Question

A box P and a coil Q are connected in series with an ac source of variable frequency. The emf of source is constant at 10 V. Bx P contains a capacitance of 1 $\mu$F is series with a resistance of 32$\Omega$. Coil Q has self inductance 4.9 mH and a resistance 68 $\Omega$ in series.
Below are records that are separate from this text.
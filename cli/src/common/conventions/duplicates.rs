//! # Canon Duplicate Detector
//!
//! File: cli/src/common/conventions/duplicates.rs
//!
//! ## Overview
//!
//! Given every directory that shares a role's basename, picks the one that is
//! canonical for the role and reports the others as violations. Pure and
//! read-only: the scan is done beforehand by `common::fs::scan`.
//!
//! ## Selection rule
//!
//! Candidates are compared by their root-relative, `/`-separated form:
//!
//! 1. a candidate equal to the configured path wins;
//! 2. otherwise the lexicographically first candidate containing the configured path;
//! 3. otherwise the lexicographically first candidate.
//!
//! When no directory exists for a role, the configured path under the root is
//! reported as canonical with `found == false`.
//!
use crate::common::fs::scan::{relative_path, ScanResult};
use crate::core::config::Config;
use std::path::{Path, PathBuf};
use tracing::debug;

/// Canonical location and violations for one role.
#[derive(Debug, Clone, PartialEq, Eq)]
pub struct RoleReport {
    pub role: String,
    /// Configured relative path, also the preferred substring.
    pub preferred: String,
    /// The chosen path, or `root/preferred` when nothing was found.
    pub canonical: PathBuf,
    /// False when `canonical` is the configured default and does not exist.
    pub found: bool,
    pub violations: Vec<PathBuf>,
}

impl RoleReport {
    pub fn has_violations(&self) -> bool {
        !self.violations.is_empty()
    }
}

fn normalize(preferred: &str) -> &str {
    preferred.trim_start_matches("./").trim_end_matches('/')
}

/// Splits `paths` into the canonical path and the violations.
///
/// Returns `None` when `paths` is empty.
pub fn select_canonical(
    paths: &[PathBuf],
    root: &Path,
    preferred: &str,
) -> Option<(PathBuf, Vec<PathBuf>)> {
    let preferred = normalize(preferred);
    let mut ranked: Vec<(String, &PathBuf)> = paths
        .iter()
        .map(|p| (relative_path(p, root), p))
        .collect();
    ranked.sort_by(|a, b| a.0.cmp(&b.0));
    ranked.dedup_by(|a, b| a.0 == b.0);

    let chosen = ranked
        .iter()
        .position(|(rel, _)| rel == preferred)
        .or_else(|| {
            ranked
                .iter()
                .position(|(rel, _)| !preferred.is_empty() && rel.contains(preferred))
        })
        .or_else(|| (!ranked.is_empty()).then_some(0))?;

    let canonical = ranked[chosen].1.clone();
    let violations = ranked
        .iter()
        .enumerate()
        .filter(|(i, _)| *i != chosen)
        .map(|(_, (_, p))| (*p).clone())
        .collect();
    debug!(
        "Canonical for '{}' is '{}'",
        preferred,
        canonical.display()
    );
    Some((canonical, violations))
}

/// Builds the report for one role from the paths found for its basename.
pub fn detect_role(role: &str, preferred: &str, paths: &[PathBuf], root: &Path) -> RoleReport {
    match select_canonical(paths, root, preferred) {
        Some((canonical, violations)) => RoleReport {
            role: role.to_string(),
            preferred: preferred.to_string(),
            canonical,
            found: true,
            violations,
        },
        None => RoleReport {
            role: role.to_string(),
            preferred: preferred.to_string(),
            canonical: root.join(normalize(preferred)),
            found: false,
            violations: Vec::new(),
        },
    }
}

/// Reports every configured role, in role-name order.
pub fn detect_duplicates(scan: &ScanResult, config: &Config, root: &Path) -> Vec<RoleReport> {
    config
        .roles
        .iter()
        .map(|(role, preferred)| {
            let paths = config
                .role_basename(role)
                .and_then(|b| scan.get(b))
                .map(Vec::as_slice)
                .unwrap_or(&[]);
            detect_role(role, preferred, paths, root)
        })
        .collect()
}

/// Basenames the scanner has to look for to cover every configured role.
pub fn role_basenames(config: &Config) -> Vec<&str> {
    let mut names: Vec<&str> = config
        .roles
        .keys()
        .filter_map(|role| config.role_basename(role))
        .collect();
    names.sort_unstable();
    names.dedup();
    names
}

// --- Unit Tests ---
#[cfg(test)]
mod tests {
    use super::*;

    fn paths(root: &Path, rels: &[&str]) -> Vec<PathBuf> {
        rels.iter().map(|r| root.join(r)).collect()
    }

    #[test]
    fn test_preferred_path_wins() {
        let root = Path::new("/project");
        let found = paths(root, &["components", "lib/components", "src/components"]);

        let (canonical, violations) = select_canonical(&found, root, "src/components").unwrap();
        assert_eq!(canonical, root.join("src/components"));
        assert_eq!(
            violations,
            vec![root.join("components"), root.join("lib/components")]
        );
    }

    #[test]
    fn test_exact_match_beats_earlier_substring_match() {
        let root = Path::new("/project");
        let found = paths(root, &["apps/src/components", "src/components"]);

        let (canonical, _) = select_canonical(&found, root, "src/components").unwrap();
        assert_eq!(canonical, root.join("src/components"));
    }

    #[test]
    fn test_substring_then_lexicographic_fallback() {
        let root = Path::new("/project");
        let found = paths(root, &["web/src/components", "app/src/components", "components"]);
        let (canonical, _) = select_canonical(&found, root, "src/components").unwrap();
        assert_eq!(canonical, root.join("app/src/components"));

        let found = paths(root, &["z/components", "b/components"]);
        let (canonical, violations) = select_canonical(&found, root, "src/components").unwrap();
        assert_eq!(canonical, root.join("b/components"));
        assert_eq!(violations, vec![root.join("z/components")]);
    }

    #[test]
    fn test_selection_is_deterministic() {
        let root = Path::new("/project");
        let found = paths(root, &["lib/components", "components", "src/components"]);
        let mut shuffled = found.clone();
        shuffled.reverse();

        let first = select_canonical(&found, root, "src/components");
        let second = select_canonical(&found, root, "src/components");
        let reversed = select_canonical(&shuffled, root, "src/components");
        assert_eq!(first, second);
        assert_eq!(first, reversed);
    }

    #[test]
    fn test_missing_role_uses_configured_default() {
        let root = Path::new("/project");
        let report = detect_role("hooks", "src/hooks", &[], root);
        assert!(!report.found);
        assert_eq!(report.canonical, root.join("src/hooks"));
        assert!(!report.has_violations());
    }

    #[test]
    fn test_detect_duplicates_covers_every_role() {
        let root = Path::new("/project");
        let mut scan = ScanResult::new();
        scan.insert(
            "components".into(),
            paths(root, &["components", "lib/components", "src/components"]),
        );
        scan.insert("docs".into(), paths(root, &["docs"]));

        let config = Config::default();
        let reports = detect_duplicates(&scan, &config, root);
        assert_eq!(reports.len(), config.roles.len());

        let components = reports.iter().find(|r| r.role == "components").unwrap();
        assert_eq!(components.canonical, root.join("src/components"));
        assert_eq!(components.violations.len(), 2);

        let docs = reports.iter().find(|r| r.role == "docs").unwrap();
        assert!(docs.found);
        assert!(!docs.has_violations());
    }

    #[test]
    fn test_role_basenames_deduplicated() {
        let config = Config::default();
        let basenames = role_basenames(&config);
        assert_eq!(
            basenames,
            vec!["api", "components", "docs", "hooks", "lib", "tests"]
        );
    }
}
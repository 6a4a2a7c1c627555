//! # Canon Scaffolding
//!
//! File: cli/src/common/scaffold/mod.rs
//!
//! Test-first feature scaffolding used by `canon generate`:
//!
//! - `kinds`: the feature kinds and their data table (role, naming, templates).
//! - `emitter`: renders and writes the test and implementation skeletons.
//!
pub mod emitter;
pub mod kinds;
The frequency is adjusted so that the maximum current flows in P and Q. At this frequency the voltage across the P and Q respectively.

• A. 9.76 V, 8.92 V
• B. 6.29 V, 7.96 V
• C. 7.70 V, 10.92 V
• D. 7.70 V, 9.76 V

Answer 1

The correct option is D 7.70 V, 9.76 V

Maximum current will be flow in resonating condition:

$\omega =\frac{1}{\sqrt{LC}}=\frac{1}{\sqrt{(4.9\times {10}^{-3})({10}^{-6}}}=\frac{{10}^5}{7}\frac{rad}{s}$

with $I_{max}=\frac{E_0}{R}=\frac{10V}{(32+68)}=\frac{1}{10}A$

So the impedance for box $P$:

$Z_p={[R_1^2+{\left(\frac{1}{\omega C}\right)}^2]}^{1/2}={\left[\right(32{)}^2+{\left(\frac{7}{{10}^5\times {10}^{-6}}\right)}^2]}^{1/2}=\sqrt{5924}=77\Omega$

And for coil $Q$:

$Z_Q=[R^2+(\omega L{)}^2{]}^{1/2}=\left[\right(68{)}^2+(4.9\times {10}^{-3}\times {10}^5/7^2{]}^{1/2}=\sqrt{9524}=97.6\Omega$

Hence

$V_p=I{Z}_p=\frac{1}{10}\times \left(77\right)=7.7V$ ( potential drop across $P$)

and $V_Q=I{Z}_Q=\frac{1}{10}\times \left(97.6\right)=9.76V$ ( potential drop across $Q$)